The shoots took place over several days. The Mannings were shot on a stage in New York. The other four players, and Underwood, separately, were shot at in what used to be an airplane hangar at Los Angeles’ Playa Vista Studios, close to Los Angeles International Airport. That presented the first challenge: producing all of those shoots separately – and in different locations – and then editing them to appear as if they were all part of one performance.

“That was a fun challenge,” says Geffen. “We had to use identical camera angles and lighting setups with two entirely different crews. We shot Peyton Manning first, and Carrie’s perspective and eye line had to match up exactly.”

“Instead of just covering the stage like you would during a music video with wides, mediums and tights, we were very specific with what framings we needed for each line since elements like the player cubes and the monoliths did not exist in camera,” says Tripp Dixon, NBC Sports, VP, Creative Director.

Underwood was shot on stage using Arri Alexa cameras on technocranes, steadicams and dollies, said Dixon.
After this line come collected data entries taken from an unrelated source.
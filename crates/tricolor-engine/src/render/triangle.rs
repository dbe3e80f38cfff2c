use crate::color::ColorSource;
use crate::time::{AnimationClock, DEFAULT_FRAME_RATE};

use super::backend::{FrameTarget, PassDescriptor, RenderBackend};
use super::error::{InitError, MissingResource};
use super::shader::ShaderProgram;
use super::vertex::{self, Vertex, VERTEX_COUNT};

/// Renderer configuration.
#[derive(Debug, Clone)]
pub struct RendererConfig {
    /// Frames per second the animation clock steps at.
    ///
    /// `None` lets the host pick (typically the display refresh rate); when the
    /// renderer is built directly it falls back to [`DEFAULT_FRAME_RATE`].
    pub target_frame_rate: Option<u32>,

    /// Shader library and the two entry points to link.
    pub program: ShaderProgram,

    /// Pixel format the pipeline writes. Must match the surface.
    pub color_format: wgpu::TextureFormat,

    /// Background behind the triangle.
    pub clear_color: wgpu::Color,

    /// Clamp incoming colors to `[0, 1]` before upload.
    ///
    /// Off by default: input controls own the range and values pass through.
    pub clamp_colors: bool,
}

impl Default for RendererConfig {
    fn default() -> Self {
        Self {
            target_frame_rate: None,
            program: ShaderProgram::default(),
            color_format: wgpu::TextureFormat::Bgra8Unorm,
            clear_color: wgpu::Color::BLACK,
            clamp_colors: false,
        }
    }
}

impl RendererConfig {
    /// Render-pass description every frame uses.
    pub fn pass(&self) -> PassDescriptor {
        PassDescriptor {
            clear: self.clear_color,
        }
    }
}

/// What happened to a draw request.
///
/// Informational only; nothing needs handling.
#[derive(Debug, Copy, Clone, Eq, PartialEq)]
pub enum FrameStatus {
    Presented,
    Skipped(MissingResource),
    Disabled,
}

struct Resources<B: RenderBackend> {
    backend: B,
    pipeline: B::Pipeline,
    vertex_buffer: B::VertexBuffer,
}

enum State<B: RenderBackend> {
    Ready(Resources<B>),
    Disabled(InitError),
}

/// Animated, vertex-colored triangle.
///
/// Construction attempts initialization once. On success the renderer is ready
/// and every [`draw`](Self::draw) advances the animation, rewrites the vertex
/// buffer and presents. On failure it is disabled for good and `draw` does
/// nothing.
///
/// GPU objects are owned here and released when the renderer is dropped.
pub struct TriangleRenderer<B: RenderBackend, S: ColorSource> {
    state: State<B>,
    colors: S,
    clock: AnimationClock,
    vertices: [Vertex; VERTEX_COUNT],
    pass: PassDescriptor,
    clamp_colors: bool,
}

impl<B: RenderBackend, S: ColorSource> TriangleRenderer<B, S> {
    /// Builds the pipeline and vertex buffer on `device`.
    ///
    /// `device` is the outcome of device acquisition; an `Err` there disables
    /// the renderer like any other initialization failure. Failures are logged
    /// once and not returned.
    pub fn new(device: Result<B, InitError>, colors: S, config: RendererConfig) -> Self {
        let clamp_colors = config.clamp_colors;
        let vertices = vertex::rest(&colors.current(), clamp_colors);
        let frame_rate = config.target_frame_rate.unwrap_or(DEFAULT_FRAME_RATE);

        let state = match device.and_then(|backend| Self::init(backend, &config, &vertices)) {
            Ok(resources) => {
                log::info!(
                    "triangle renderer ready ({:?}, {} fps)",
                    config.color_format,
                    frame_rate.max(1)
                );
                State::Ready(resources)
            }
            Err(err) => {
                log::error!("triangle renderer disabled: {err}");
                State::Disabled(err)
            }
        };

        Self {
            state,
            colors,
            clock: AnimationClock::new(frame_rate),
            vertices,
            pass: config.pass(),
            clamp_colors,
        }
    }

    fn init(
        mut backend: B,
        config: &RendererConfig,
        initial: &[Vertex; VERTEX_COUNT],
    ) -> Result<Resources<B>, InitError> {
        let program = config.program.resolve()?;
        let pipeline = backend.create_pipeline(&program, config.color_format)?;
        let vertex_buffer = backend.create_vertex_buffer(initial)?;
        Ok(Resources {
            backend,
            pipeline,
            vertex_buffer,
        })
    }

    /// Renders one frame into `target`.
    ///
    /// Order: advance the clock and recompute all vertices, then, if both the
    /// drawable and the pass description are present, upload them, draw and
    /// present. A missing piece skips the frame without touching the buffer;
    /// the next call tries again.
    pub fn draw(&mut self, target: FrameTarget<B::Drawable>) -> FrameStatus {
        let State::Ready(res) = &mut self.state else {
            return FrameStatus::Disabled;
        };

        let t = self.clock.advance();
        self.vertices = vertex::animate(t, &self.colors.current(), self.clamp_colors);

        let Some(drawable) = target.drawable else {
            log::trace!("frame {} skipped: no drawable", self.clock.frame_index());
            return FrameStatus::Skipped(MissingResource::Drawable);
        };
        let Some(pass) = target.pass else {
            log::trace!("frame {} skipped: no render pass", self.clock.frame_index());
            return FrameStatus::Skipped(MissingResource::RenderPass);
        };

        // Queue writes land on the next submit; stage one only when a submit follows.
        res.backend.write_vertices(&res.vertex_buffer, &self.vertices);
        res.backend
            .submit_frame(&res.pipeline, &res.vertex_buffer, drawable, &pass);
        FrameStatus::Presented
    }

    #[inline]
    pub fn is_ready(&self) -> bool {
        matches!(self.state, State::Ready(_))
    }

    /// Why initialization failed, if it did.
    pub fn init_error(&self) -> Option<&InitError> {
        match &self.state {
            State::Ready(_) => None,
            State::Disabled(err) => Some(err),
        }
    }

    /// Vertices computed for the latest tick.
    #[inline]
    pub fn vertices(&self) -> &[Vertex; VERTEX_COUNT] {
        &self.vertices
    }

    #[inline]
    pub fn clock(&self) -> &AnimationClock {
        &self.clock
    }

    /// Render-pass description hosts should pass back in [`FrameTarget`].
    #[inline]
    pub fn pass(&self) -> PassDescriptor {
        self.pass
    }
}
Behind Underwood were lighting panels known as “magic panels” that could be fully choreographed to the music.

“My DP, Chuck Ozeas brought in a lighting designer with concert touring experience,” says Dixon. “Chuck suggested using the Magic Panels, a new lighting instrument that had yet to be used on camera, as the technology had just been released the month before. We thought the panels would give the open something special to set it apart from the average rock-and-roll gig.”

The cubes on which the players are standing were added in post-production so the crew had to take that into consideration while setting up the pre-visualization (“previz”) elements of the shoot. The shoot also only included 150 extras, but those 150 people were “plated” for VFX to make it feel like Underwood was singing in a sold-out football stadium, says Dixon.

The whole production was “less about imagination and more of an exact science,” says Geffen. “For all involved, it was a major learning experience but in a good way.”